[net,v2,2/3] net/packet: fix overflow in check for tp_frame_nr

Submitted by Andrey Konovalov on March 29, 2017, 2:11 p.m.

Details

Message ID b6e4098bf0d0bccc538e133ce5200432be8c4732.1490796500.git.andreyknvl@google.com
State Accepted
Delegated to: David Miller
Headers show

Commit Message

Andrey Konovalov March 29, 2017, 2:11 p.m.
When calculating rb->frames_per_block * req->tp_block_nr the result
can overflow.

Add a check that tp_block_size * tp_block_nr <= UINT_MAX.

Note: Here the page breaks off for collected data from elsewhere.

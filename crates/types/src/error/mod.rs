// Path: crates/types/src/error/mod.rs
//! Core error types for the Range kernel.

use crate::primitives::{Address, H256};
use thiserror::Error;

/// A trait for assigning a stable, machine-readable string code to an error.
pub trait ErrorCode {
    /// Returns the unique, stable string identifier for this error variant.
    fn code(&self) -> &'static str;
}

/// Errors raised by a state database backend.
#[derive(Error, Debug, Clone, PartialEq, Eq)]
pub enum StateError {
    /// An error occurred in the state backend.
    #[error("State backend error: {0}")]
    Backend(String),
    /// The requested state root is not known or has been pruned.
    #[error("Unknown state root: {0:?}")]
    UnknownRoot(H256),
    /// Stored data could not be decoded.
    #[error("Decode error: {0}")]
    Decode(String),
}

impl ErrorCode for StateError {
    fn code(&self) -> &'static str {
        match self {
            Self::Backend(_) => "STATE_BACKEND_ERROR",
            Self::UnknownRoot(_) => "STATE_UNKNOWN_ROOT",
            Self::Decode(_) => "STATE_DECODE_ERROR",
        }
    }
}

/// Errors that abort message execution before any result is produced.
///
/// A reverted call is not an error; it is reported through the `failed`
/// flag of the execution result.
#[derive(Error, Debug, Clone, PartialEq, Eq)]
pub enum ExecutionError {
    /// The gas pool cannot cover the message's gas limit.
    #[error("Gas limit reached: requested {requested}, available {available}")]
    GasLimitReached {
        /// Gas left in the pool.
        available: u64,
        /// Gas the message asked for.
        requested: u64,
    },
    /// The sender cannot cover the transferred value.
    #[error("Insufficient balance for transfer from {address:?}")]
    InsufficientBalance {
        /// The sender.
        address: Address,
    },
    /// The message nonce does not match the sender's account nonce.
    #[error("Nonce mismatch: expected {expected}, got {got}")]
    NonceMismatch {
        /// Account nonce in state.
        expected: u64,
        /// Nonce carried by the message.
        got: u64,
    },
    /// The executor does not support the requested operation.
    #[error("Unsupported execution: {0}")]
    Unsupported(String),
    /// The state backend failed during execution.
    #[error("State error during execution: {0}")]
    State(#[from] StateError),
}

impl ErrorCode for ExecutionError {
    fn code(&self) -> &'static str {
        match self {
            Self::GasLimitReached { .. } => "EXEC_GAS_LIMIT_REACHED",
            Self::InsufficientBalance { .. } => "EXEC_INSUFFICIENT_BALANCE",
            Self::NonceMismatch { .. } => "EXEC_NONCE_MISMATCH",
            Self::Unsupported(_) => "EXEC_UNSUPPORTED",
            Self::State(_) => "EXEC_STATE_ERROR",
        }
    }
}

/// Failure of a governance contract call at one of its three stages.
#[derive(Error, Debug, Clone, PartialEq, Eq)]
pub enum ContractCallError {
    /// Call data could not be ABI-encoded.
    #[error("Failed to encode {method}() call: {reason}")]
    Encode {
        /// Contract method name.
        method: &'static str,
        /// Encoder message.
        reason: String,
    },
    /// The executor refused to run the call.
    #[error("{method}() execution failed: {source}")]
    Execute {
        /// Contract method name.
        method: &'static str,
        /// Underlying execution error.
        #[source]
        source: ExecutionError,
    },
    /// The call ran but reverted.
    #[error("{method}() reverted")]
    Reverted {
        /// Contract method name.
        method: &'static str,
    },
    /// Return data could not be ABI-decoded.
    #[error("Failed to decode {method}() output: {reason}")]
    Decode {
        /// Contract method name.
        method: &'static str,
        /// Decoder message.
        reason: String,
    },
}

impl ErrorCode for ContractCallError {
    fn code(&self) -> &'static str {
        match self {
            Self::Encode { .. } => "CALL_ENCODE_FAILED",
            Self::Execute { .. } => "CALL_EXECUTE_FAILED",
            Self::Reverted { .. } => "CALL_REVERTED",
            Self::Decode { .. } => "CALL_DECODE_FAILED",
        }
    }
}

/// Errors from transaction signers and the producer key store.
#[derive(Error, Debug, Clone, PartialEq, Eq)]
pub enum SignerError {
    /// A consensus-only operation was given a user transaction.
    #[error("Transaction is not a consensus transaction")]
    NotConsensusTransaction,
    /// The signer does not implement the requested operation.
    #[error("Operation not supported by this signer")]
    NotSupported,
    /// A required signing component has not been configured.
    #[error("Signer not configured: {0}")]
    NotConfigured(&'static str),
    /// The key store failed to produce a signature.
    #[error("Signing failed: {0}")]
    SigningFailed(String),
    /// A signature is malformed or does not recover.
    #[error("Invalid signature: {0}")]
    InvalidSignature(String),
}

impl ErrorCode for SignerError {
    fn code(&self) -> &'static str {
        match self {
            Self::NotConsensusTransaction => "SIGNER_NOT_CONSENSUS_TX",
            Self::NotSupported => "SIGNER_NOT_SUPPORTED",
            Self::NotConfigured(_) => "SIGNER_NOT_CONFIGURED",
            Self::SigningFailed(_) => "SIGNER_SIGNING_FAILED",
            Self::InvalidSignature(_) => "SIGNER_INVALID_SIGNATURE",
        }
    }
}

/// Errors specific to the Gen2 migration block.
#[derive(Error, Debug, Clone, PartialEq, Eq)]
pub enum MigrationError {
    /// The migration block must hold exactly the expected number of transactions.
    #[error("Migration block must contain {expected} transactions, found {got}")]
    WrongTxCount {
        /// Required transaction count.
        expected: usize,
        /// Actual transaction count.
        got: usize,
    },
    /// The snapshot document is malformed.
    #[error("Invalid snapshot: {0}")]
    Snapshot(String),
    /// A legacy address could not be decoded.
    #[error("Invalid legacy address {address}: {reason}")]
    AddressDecode {
        /// The offending Base58 string.
        address: String,
        /// What went wrong.
        reason: String,
    },
    /// The migration transaction payload differs from the re-derived call data.
    #[error("Migration payload does not match the snapshot")]
    DataMismatch,
    /// The snapshot file could not be read.
    #[error("Snapshot I/O error: {0}")]
    Io(String),
}

impl ErrorCode for MigrationError {
    fn code(&self) -> &'static str {
        match self {
            Self::WrongTxCount { .. } => "MIGRATION_WRONG_TX_COUNT",
            Self::Snapshot(_) => "MIGRATION_INVALID_SNAPSHOT",
            Self::AddressDecode { .. } => "MIGRATION_ADDRESS_DECODE",
            Self::DataMismatch => "MIGRATION_DATA_MISMATCH",
            Self::Io(_) => "MIGRATION_IO",
        }
    }
}

/// The top-level error returned by every engine entry point.
#[derive(Error, Debug, Clone, PartialEq, Eq)]
pub enum ConsensusError {
    /// A governance contract call failed.
    #[error("Contract call failed: {0}")]
    ContractCall(#[from] ContractCallError),
    /// Signing or sender resolution failed.
    #[error("Signer error: {0}")]
    Signer(#[from] SignerError),
    /// Migration integrity check failed.
    #[error("Migration error: {0}")]
    Migration(#[from] MigrationError),
    /// The block producer is blacklisted in the parent state.
    #[error("Coinbase {0:?} is blacklisted")]
    BlacklistedCoinbase(Address),
    /// The header seal was not produced by the coinbase.
    #[error("Invalid seal: expected {expected:?}, recovered {recovered:?}")]
    InvalidSeal {
        /// The header coinbase.
        expected: Address,
        /// The address recovered from the seal.
        recovered: Address,
    },
    /// The header carries no seal.
    #[error("Header is missing its signature")]
    MissingSignature,
    /// The state backend failed.
    #[error("State error: {0}")]
    State(#[from] StateError),
    /// A governance ABI document failed to load.
    #[error("ABI error: {0}")]
    Abi(String),
}

impl ErrorCode for ConsensusError {
    fn code(&self) -> &'static str {
        match self {
            Self::ContractCall(e) => e.code(),
            Self::Signer(e) => e.code(),
            Self::Migration(e) => e.code(),
            Self::BlacklistedCoinbase(_) => "CONSENSUS_BLACKLISTED_COINBASE",
            Self::InvalidSeal { .. } => "CONSENSUS_INVALID_SEAL",
            Self::MissingSignature => "CONSENSUS_MISSING_SIGNATURE",
            Self::State(e) => e.code(),
            Self::Abi(_) => "CONSENSUS_ABI_ERROR",
        }
    }
}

Since frames_per_block <= tp_block_size, the expression would
never overflow.

Signed-off-by: Andrey Konovalov <andreyknvl@google.com>
---
 net/packet/af_packet.c | 2 ++
 1 file changed, 2 insertions(+)

Comments

Eric Dumazet March 29, 2017, 3:51 p.m.
On Wed, 2017-03-29 at 16:11 +0200, Andrey Konovalov wrote:
> When calculating rb->frames_per_block * req->tp_block_nr the result
> can overflow.
> 
> Add a check that tp_block_size * tp_block_nr <= UINT_MAX.
> 
> Since frames_per_block <= tp_block_size, the expression would
> never overflow.
> 
> Signed-off-by: Andrey Konovalov <andreyknvl@google.com>
> ---

Acked-by: Eric Dumazet <edumazet@google.com>

Patch hide | download patch | download mbox

diff --git a/net/packet/af_packet.c b/net/packet/af_packet.c
index 2323ee35dc09..3ac286ebb2f4 100644
--- a/net/packet/af_packet.c
+++ b/net/packet/af_packet.c
@@ -4205,6 +4205,8 @@  static int packet_set_ring(struct sock *sk, union tpacket_req_u *req_u,
 		rb->frames_per_block = req->tp_block_size / req->tp_frame_size;
 		if (unlikely(rb->frames_per_block == 0))
 			goto out;
+		if (unlikely(req->tp_block_size > UINT_MAX / req->tp_block_nr))
+			goto out;
 		if (unlikely((rb->frames_per_block * req->tp_block_nr) !=
 					req->tp_frame_nr))
 			goto out;